We liked the casino a lot. There are 3 halls in La Medina. The first one houses four American roulettes, two poker tables, two Black Jack and Punto Banco tables. In the second hall VIP-clients can try their luck in American roulette, play Punto Banco, Black Jack and Stud Poker. And in the last third hall there are 74 slot machines produced by Bally Gaming and Recreativos Franco companies. Though the slot machines are brand new, the games are out-of-date. As we had come to Tunisia only a week after EELEX exhibition, we were slightly disappointed with such poor equipment. Progressive Jackpots are not available. The stakes are as follows: min – 0,5 Dt, max – 25 Dt. Unlike the halls the bar in La Medina is rather modest and drinks are not free. However, the casino has its own restaurant where you can savour dishes of Lebanese cuisine.

To enter the casino for the first time you need to have a passport and then – a client card. It’s quite strange but the casino does not accept and exchange local money – dinars. So, if you are inclined to gamble, you should have dollars or euros on you. Though you can exchange money at the table, for the first time it’s preferable to do it at the pay deck.
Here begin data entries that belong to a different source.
//! Wall-clock helpers for run metadata.

use std::time::{Duration, Instant, SystemTime};

/// RFC 3339 timestamp for `startedAt`/`finishedAt` fields.
pub fn wall_time_iso_utc() -> String {
    let dt: time::OffsetDateTime = SystemTime::now().into();
    dt.format(&time::format_description::well_known::Rfc3339)
        .unwrap_or_else(|_| "1970-01-01T00:00:00Z".to_string())
}

/// Optional wall-clock budget for a run.
#[derive(Debug, Clone, Copy)]
pub struct Deadline {
    started: Instant,
    limit: Option<Duration>,
}

impl Deadline {
    pub fn new(limit: Option<Duration>) -> Self {
        Self {
            started: Instant::now(),
            limit,
        }
    }

    pub fn elapsed(&self) -> Duration {
        self.started.elapsed()
    }

    pub fn expired(&self) -> bool {
        self.limit.is_some_and(|limit| self.elapsed() >= limit)
    }
}
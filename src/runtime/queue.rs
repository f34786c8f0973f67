//! Priority queue of accepted programs, largest coverage first.

use serde::{Deserialize, Serialize};

use std::cmp::Ordering;
use std::collections::BinaryHeap;

use crate::ebpf::Instruction;

#[derive(Debug, Clone, PartialEq, Eq, Serialize, Deserialize)]
pub struct CoverageTrace {
    pub program: Vec<Instruction>,
    /// XOR fold of the coverage addresses the program reached.
    pub signature: u64,
    pub coverage_size: u64,
    pub usage_count: u32,
}

#[derive(Debug)]
struct Entry {
    trace: CoverageTrace,
    seq: u64,
}

impl PartialEq for Entry {
    fn eq(&self, other: &Self) -> bool {
        self.cmp(other) == Ordering::Equal
    }
}

impl Eq for Entry {}

impl PartialOrd for Entry {
    fn partial_cmp(&self, other: &Self) -> Option<Ordering> {
        Some(self.cmp(other))
    }
}

impl Ord for Entry {
    // Ties go to the earlier push.
    fn cmp(&self, other: &Self) -> Ordering {
        self.trace
            .coverage_size
            .cmp(&other.trace.coverage_size)
            .then_with(|| other.seq.cmp(&self.seq))
    }
}

#[derive(Debug, Default)]
pub struct TraceQueue {
    heap: BinaryHeap<Entry>,
    next_seq: u64,
}

impl TraceQueue {
    pub fn new() -> Self {
        Self::default()
    }

    pub fn push(&mut self, trace: CoverageTrace) {
        let seq = self.next_seq;
        self.next_seq += 1;
        self.heap.push(Entry { trace, seq });
    }

    pub fn pop(&mut self) -> Option<CoverageTrace> {
        self.heap.pop().map(|e| e.trace)
    }

    pub fn peek(&self) -> Option<&CoverageTrace> {
        self.heap.peek().map(|e| &e.trace)
    }

    pub fn len(&self) -> usize {
        self.heap.len()
    }

    pub fn is_empty(&self) -> bool {
        self.heap.is_empty()
    }

    /// Queued traces in no particular order.
    pub fn iter(&self) -> impl Iterator<Item = &CoverageTrace> {
        self.heap.iter().map(|e| &e.trace)
    }
}
#[cfg(test)]
mod tests {
    use super::*;
    use crate::ModelVerifier;

    fn temp_config(tag: &str) -> Config {
        Config {
            base_dir: std::env::temp_dir().join(format!("bpfuzz-{tag}-{}", Uuid::new_v4())),
            ..Config::default()
        }
    }

    #[test]
    fn retry_gives_up_with_a_flake() {
        let mut executor = ModelVerifier::new().with_failing_runs(5);
        let program = Program::new(vec![
            ebpf::Instruction::mov64(ebpf::Register::R0, 0),
            ebpf::Instruction::exit(),
        ])
        .expect("program");
        let words = program.encode().expect("encode");
        let result = executor
            .validate(crate::Dialect::Extended, &words)
            .expect("validate");
        let handle = result.program_handle.expect("accepted");

        let err = execute_with_retry(&mut executor, handle, &[], 3).expect_err("flake");
        assert!(matches!(err, BpfuzzError::ExecutionFlake { attempts: 3 }));
        // Two failing runs left, so the third attempt succeeds.
        let ok = execute_with_retry(&mut executor, handle, &[], 3).expect("retry");
        assert!(ok.succeeded);
    }

    #[test]
    fn maps_are_rebound_consistently() {
        let mut executor = ModelVerifier::new();
        let instructions = vec![
            ebpf::Instruction::ld_map_fd(ebpf::Register::R1, 40),
            ebpf::Instruction::ld_map_fd(ebpf::Register::R2, 41),
            ebpf::Instruction::ld_map_fd(ebpf::Register::R3, 40),
            ebpf::Instruction::mov64(ebpf::Register::R0, 0),
            ebpf::Instruction::exit(),
        ];
        let program = CandidateProgram::Extended(Program::new(instructions).expect("program"));
        let (rebound, maps) = rebind_maps(&mut executor, program).expect("rebind");
        assert_eq!(maps.len(), 2);
        let CandidateProgram::Extended(rebound) = rebound else {
            panic!("dialect changed");
        };
        let ins = rebound.instructions();
        assert_eq!(ins[0].imm, maps[0].fd());
        assert_eq!(ins[1].imm, maps[1].fd());
        assert_eq!(ins[2].imm, maps[0].fd());
    }

    #[test]
    fn function_programs_keep_their_layout_when_rebound() {
        use crate::btf::{FuncInfo, LoopCallbackTypes};
        use ebpf::{Instruction, Register::*};

        let mut executor = ModelVerifier::new();
        let types = LoopCallbackTypes::new();
        let instructions = vec![
            Instruction::ld_map_fd(R6, 40),
            Instruction::mov64(R3, R10),
            Instruction::mov64(R1, 1),
            Instruction::mov64(R4, 0),
            Instruction::ld_func(R2, 4),
            Instruction::call(ebpf::HELPER_LOOP),
            Instruction::mov64(R0, 0),
            Instruction::exit(),
            Instruction::mov64(R0, 0),
            Instruction::exit(),
        ];
        let func_info = vec![
            FuncInfo {
                insn_off: 0,
                type_id: types.main,
            },
            FuncInfo {
                insn_off: 10,
                type_id: types.callback,
            },
        ];
        let functions = crate::FunctionProgram::new(
            Program::new(instructions).expect("program"),
            types.btf.encode(),
            func_info.clone(),
        )
        .expect("function program");

        let (rebound, maps) =
            rebind_maps(&mut executor, CandidateProgram::Functions(functions)).expect("rebind");
        assert_eq!(maps.len(), 1);
        let CandidateProgram::Functions(rebound) = &rebound else {
            panic!("function layout dropped");
        };
        assert_eq!(rebound.program().instructions()[0].imm, maps[0].fd());
        assert_eq!(rebound.func_info(), func_info.as_slice());

        let candidate = CandidateProgram::Functions(rebound.clone());
        let (validation, execution) = replay_program(&mut executor, &candidate, &maps, 1).expect("replay");
        assert!(validation.is_valid, "{}", validation.verifier_log);
        assert!(validation.coverage_addresses.contains(&crate::stable_edge("btf:func_info")));
        assert!(execution.expect("executed").succeeded);
    }

    #[test]
    fn playground_run_writes_reports() {
        let config = temp_config("playground");
        let mut executor = ModelVerifier::new();
        let mut opt = FuzzOptions::new(StrategyKind::Playground);
        opt.seed = Some(1);
        let result = fuzz(&config, &mut executor, &opt).expect("fuzz");
        let summary = result.summary;
        assert_eq!(summary.status, ExitStatus::Pass);
        let stats = summary.stats.expect("stats");
        assert_eq!(stats.iterations, 1);
        assert_eq!(stats.executed, 1);

        let artifacts = PathBuf::from(summary.identity.artifacts_dir.expect("artifacts"));
        assert!(artifacts.join("report.json").exists());
        assert!(artifacts.join("manifest.json").exists());
        assert!(artifacts.join("coverage.json").exists());
        let _ = std::fs::remove_dir_all(&config.base_dir);
    }

    #[test]
    fn run_budget_bounds_the_loop() {
        let config = temp_config("budget");
        let mut executor = ModelVerifier::new();
        let mut opt = FuzzOptions::new(StrategyKind::CbpfRandomInstruction);
        opt.seed = Some(2);
        opt.runs = Some(25);
        let summary = fuzz(&config, &mut executor, &opt).expect("fuzz").summary;
        let stats = summary.stats.expect("stats");
        assert_eq!(stats.iterations, 25);
        assert_eq!(stats.valid + stats.rejected, 25);
        assert_eq!(stats.executed, stats.valid);
        assert_eq!(executor.loaded_programs(), 0);
        let _ = std::fs::remove_dir_all(&config.base_dir);
    }
}
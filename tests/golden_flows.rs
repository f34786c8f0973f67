use std::path::{Path, PathBuf};

use bpfuzz::{
    Config, CorpusCommand, ExitStatus, FindingKind, FuzzOptions, ModelVerifier, ProgramArtifact, Reporter,
    StrategyKind, corpus_command, fuzz, is_trace_file, read_words_bin, replay,
};

fn temp_workspace(name: &str) -> PathBuf {
    let root = std::env::temp_dir().join(format!("bpfuzz-golden-{name}-{}", uuid::Uuid::new_v4()));
    std::fs::create_dir_all(&root).expect("create temp workspace");
    root
}

fn config_in(ws: &Path) -> Config {
    Config {
        base_dir: ws.join(".bpfuzz"),
        reporter: Reporter::Json,
        ..Config::default()
    }
}

fn coverage_options(seed: u64, runs: u64, corpus: &Path) -> FuzzOptions {
    let mut opt = FuzzOptions::new(StrategyKind::Coverage);
    opt.seed = Some(seed);
    opt.runs = Some(runs);
    opt.corpus_dir = Some(corpus.to_path_buf());
    opt
}

fn trace_files(dir: &Path) -> usize {
    std::fs::read_dir(dir)
        .expect("read corpus dir")
        .filter_map(Result::ok)
        .filter(|e| is_trace_file(&e.path()))
        .count()
}

#[test]
fn golden_planted_bug_is_found_exported_and_replayed() {
    let ws = temp_workspace("planted");
    let cfg = config_in(&ws);
    let record = ws.join("finding.json");

    let mut executor = ModelVerifier::new().with_unchecked_map_stores();
    let mut opt = coverage_options(7, 2000, &ws.join("corpus"));
    opt.record_to = Some(record.clone());
    let run = fuzz(&cfg, &mut executor, &opt).expect("fuzz");
    let summary = run.summary;

    assert_eq!(summary.status, ExitStatus::Fail, "{}", summary.pretty());
    assert_eq!(summary.findings.len(), 1);
    let finding = &summary.findings[0];
    assert_eq!(finding.kind, FindingKind::MapCheck);
    assert!(finding.message.contains("0xcafe"), "{}", finding.message);
    let stats = summary.stats.as_ref().expect("stats");
    assert!(stats.iterations < 2000, "run must stop on the finding");
    assert!(stats.executed >= 1);
    assert_eq!(executor.loaded_programs(), 0);
    assert_eq!(executor.open_maps(), 0);

    let program_path = PathBuf::from(finding.program_path.as_ref().expect("program path"));
    let artifact = ProgramArtifact::read_json(&program_path).expect("read artifact");
    let words = artifact.verify_encoding().expect("bytecode matches");
    let bin = read_words_bin(&program_path.with_file_name("program.bin")).expect("bin export");
    assert_eq!(bin, words);
    assert_eq!(ProgramArtifact::read_json(&record).expect("recorded copy"), artifact);

    let report: serde_json::Value =
        serde_json::from_slice(&std::fs::read(summary.identity.report_path.as_ref().expect("report")).expect("read"))
            .expect("report json");
    assert_eq!(report["status"], "fail");

    // The same build of the verifier still accepts it and the check still fails.
    let mut buggy = ModelVerifier::new().with_unchecked_map_stores();
    let replayed = replay(&cfg, &mut buggy, &program_path).expect("replay");
    assert!(replayed.validation.is_valid);
    assert_eq!(replayed.summary.status, ExitStatus::Fail);
    assert_eq!(buggy.open_maps(), 0);

    // A sound verifier refuses the program outright.
    let mut sound = ModelVerifier::new();
    let replayed = replay(&cfg, &mut sound, &program_path).expect("replay");
    assert!(!replayed.validation.is_valid, "{}", replayed.validation.verifier_log);
    assert!(replayed.execution.is_none());
    assert_eq!(replayed.summary.status, ExitStatus::Pass);

    let _ = std::fs::remove_dir_all(&ws);
}

#[test]
fn golden_sound_verifier_yields_no_findings() {
    let ws = temp_workspace("sound");
    let cfg = config_in(&ws);
    let mut executor = ModelVerifier::new();
    let run = fuzz(&cfg, &mut executor, &coverage_options(11, 300, &ws.join("corpus"))).expect("fuzz");

    assert_eq!(run.summary.status, ExitStatus::Pass, "{}", run.summary.pretty());
    let stats = run.summary.stats.expect("stats");
    assert_eq!(stats.iterations, 300);
    assert_eq!(stats.valid + stats.rejected, 300);
    assert!(stats.executed <= stats.kept);
    let _ = std::fs::remove_dir_all(&ws);
}

#[test]
fn golden_flaky_executions_abort_only_their_iteration() {
    let ws = temp_workspace("flake");
    let mut cfg = config_in(&ws);
    cfg.flake_max_attempts = 3;

    let mut executor = ModelVerifier::new().with_unchecked_map_stores().with_failing_runs(9);
    let run = fuzz(&cfg, &mut executor, &coverage_options(7, 2000, &ws.join("corpus"))).expect("fuzz");

    let stats = run.summary.stats.as_ref().expect("stats");
    assert!(stats.flakes >= 3, "{}", run.summary.pretty());
    assert!(stats.iteration_errors >= stats.flakes);
    assert_eq!(run.summary.status, ExitStatus::Fail, "{}", run.summary.pretty());
    assert!(run.summary.error.is_none());
    let _ = std::fs::remove_dir_all(&ws);
}

#[test]
fn golden_corpus_persists_and_reloads() {
    let ws = temp_workspace("corpus");
    let cfg = config_in(&ws);
    let corpus = ws.join("corpus");

    let mut executor = ModelVerifier::new().with_unchecked_map_stores();
    let first = fuzz(&cfg, &mut executor, &coverage_options(3, 2000, &corpus)).expect("first run");
    let kept = first.summary.stats.as_ref().expect("stats").kept;
    let persisted = trace_files(&corpus);
    assert!(persisted >= 1);
    assert!(persisted as u64 <= kept);

    let listed = corpus_command(&cfg, &CorpusCommand::List { dir: Some(corpus.clone()) }).expect("list");
    assert_eq!(listed.as_array().expect("array").len(), persisted);

    let mut executor = ModelVerifier::new();
    let second = fuzz(&cfg, &mut executor, &coverage_options(4, 20, &corpus)).expect("second run");
    let artifacts = PathBuf::from(second.summary.identity.artifacts_dir.as_ref().expect("artifacts"));
    let coverage: serde_json::Value =
        serde_json::from_slice(&std::fs::read(artifacts.join("coverage.json")).expect("read")).expect("json");
    assert_eq!(coverage["restoredTraces"], persisted as u64);

    let _ = std::fs::remove_dir_all(&ws);
}

#[test]
fn golden_classic_random_programs_run_to_budget() {
    let ws = temp_workspace("cbpf");
    let cfg = config_in(&ws);
    let mut executor = ModelVerifier::new();
    let mut opt = FuzzOptions::new(StrategyKind::CbpfRandomInstruction);
    opt.seed = Some(5);
    opt.runs = Some(50);
    opt.corpus_dir = Some(ws.join("corpus"));

    let run = fuzz(&cfg, &mut executor, &opt).expect("fuzz");
    assert_eq!(run.summary.status, ExitStatus::Pass);
    let stats = run.summary.stats.expect("stats");
    assert_eq!(stats.iterations, 50);
    assert_eq!(stats.valid + stats.rejected, 50);
    assert_eq!(stats.executed, stats.valid);
    assert_eq!(executor.loaded_programs(), 0);
    assert_eq!(trace_files(&ws.join("corpus")), 0);
    let _ = std::fs::remove_dir_all(&ws);
}

#[test]
fn golden_loop_callback_bug_is_found_and_replayed() {
    let ws = temp_workspace("loop");
    let cfg = config_in(&ws);

    let mut executor = ModelVerifier::new().with_stale_callback_stack().with_complexity_limit(5_000);
    let mut opt = FuzzOptions::new(StrategyKind::LoopPointerArithmetic);
    opt.seed = Some(21);
    opt.runs = Some(4000);
    opt.corpus_dir = Some(ws.join("corpus"));
    let run = fuzz(&cfg, &mut executor, &opt).expect("fuzz");
    let summary = run.summary;

    assert_eq!(summary.status, ExitStatus::Fail, "{}", summary.pretty());
    assert_eq!(summary.findings.len(), 1);
    let finding = &summary.findings[0];
    assert_eq!(finding.kind, FindingKind::MapCheck);
    let stats = summary.stats.as_ref().expect("stats");
    assert!(stats.iterations < 4000, "run must stop on the finding");
    assert!(stats.executed >= 1 && stats.executed <= stats.valid);
    assert_eq!(executor.loaded_programs(), 0);
    assert_eq!(executor.open_maps(), 0);

    let program_path = PathBuf::from(finding.program_path.as_ref().expect("program path"));
    let artifact = ProgramArtifact::read_json(&program_path).expect("read artifact");
    artifact.verify_encoding().expect("bytecode matches");
    assert!(matches!(artifact.program, bpfuzz::CandidateProgram::Functions(_)));

    let mut buggy = ModelVerifier::new().with_stale_callback_stack();
    let replayed = replay(&cfg, &mut buggy, &program_path).expect("replay");
    assert!(replayed.validation.is_valid, "{}", replayed.validation.verifier_log);
    assert_eq!(replayed.summary.status, ExitStatus::Fail);

    // Tracking the callback's writes is enough to refuse it.
    let mut sound = ModelVerifier::new();
    let replayed = replay(&cfg, &mut sound, &program_path).expect("replay");
    assert!(!replayed.validation.is_valid);
    assert_eq!(replayed.summary.status, ExitStatus::Pass);

    let _ = std::fs::remove_dir_all(&ws);
}
//! bpfuzz core library: instruction model, encoder, coverage engine and the
//! fuzz loop shared by the CLI and the test suite.

#[path = "model/btf.rs"]
pub mod btf;
#[path = "model/classic.rs"]
pub mod classic;
#[path = "model/ebpf.rs"]
pub mod ebpf;
#[path = "model/encoding.rs"]
pub mod encoding;
#[path = "model/generator.rs"]
pub mod generator;

#[path = "runtime/clock.rs"]
mod clock;
#[path = "platform/config.rs"]
mod config;
#[path = "cmd/corpus.rs"]
mod corpus;
#[path = "runtime/coverage.rs"]
mod coverage;
#[path = "platform/duration.rs"]
mod duration;
#[path = "cmd/encode.rs"]
mod encode_cmd;
#[path = "platform/envinfo.rs"]
mod envinfo;
#[path = "platform/error.rs"]
mod error;
#[path = "runtime/executor.rs"]
mod executor;
#[path = "modes/fuzz.rs"]
mod fuzz;
#[path = "runtime/linecov.rs"]
mod linecov;
#[path = "runtime/model.rs"]
mod model_verifier;
#[path = "model/program.rs"]
mod program;
#[path = "runtime/queue.rs"]
mod queue;
#[path = "platform/rand.rs"]
mod rand;
#[path = "model/reporting.rs"]
mod reporting;
#[path = "modes/strategies.rs"]
mod strategies;
#[path = "runtime/tracefile.rs"]
mod tracefile;

pub use clock::*;
pub use config::*;
pub use corpus::*;
pub use coverage::*;
pub use duration::*;
pub use encode_cmd::*;
pub use envinfo::*;
pub use error::*;
pub use executor::*;
pub use fuzz::*;
pub use linecov::*;
pub use model_verifier::*;
pub use program::*;
pub use queue::*;
pub use rand::*;
pub use reporting::*;
pub use strategies::*;
pub use tracefile::*;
You will not find in this casino a familiar to us crowd of security guards: one, who is rather a doorman, will meet you at the entrance, and one more – a policeman – in the hall. However, there are a lot of other policemen. Financial police watches not the clientele but the casino staff. The casino cannot open and close without these people; every millieme is taken into account. And even tea-boxes are transparent in this casino.

The casino has its own bus, which will drive you to the hotel and vise versa. On Friday and Monday one can enjoy live music there. You can even take you children with you and they will wait in the bar.

In the casino we felt a very friendly attitude of the staff towards us. Frankly speaking, in comparison with Cameroon “hospitality” at first it surprised us a lot. However, after we had got acquainted with a Russian woman working in La Medina, we learnt that Tunisia welcomes every client especially from our country. The casino even invites employees from Russia expecting a lot of Russian gamblers. “But this summer (which lasts 5 months!) not more than 20 Russian clients have visited the casino”, – our new friend complained.

We played a bit slot machines (as a result Olga and Victoria lost 10 and 15 $ respectively – the note being made by the Editor-in-Chief), as well as the roulette and Black Jack (Olga: - 30, Victoria: + 120, the note being made by the Editor-in-Chief) and then went to our rooms.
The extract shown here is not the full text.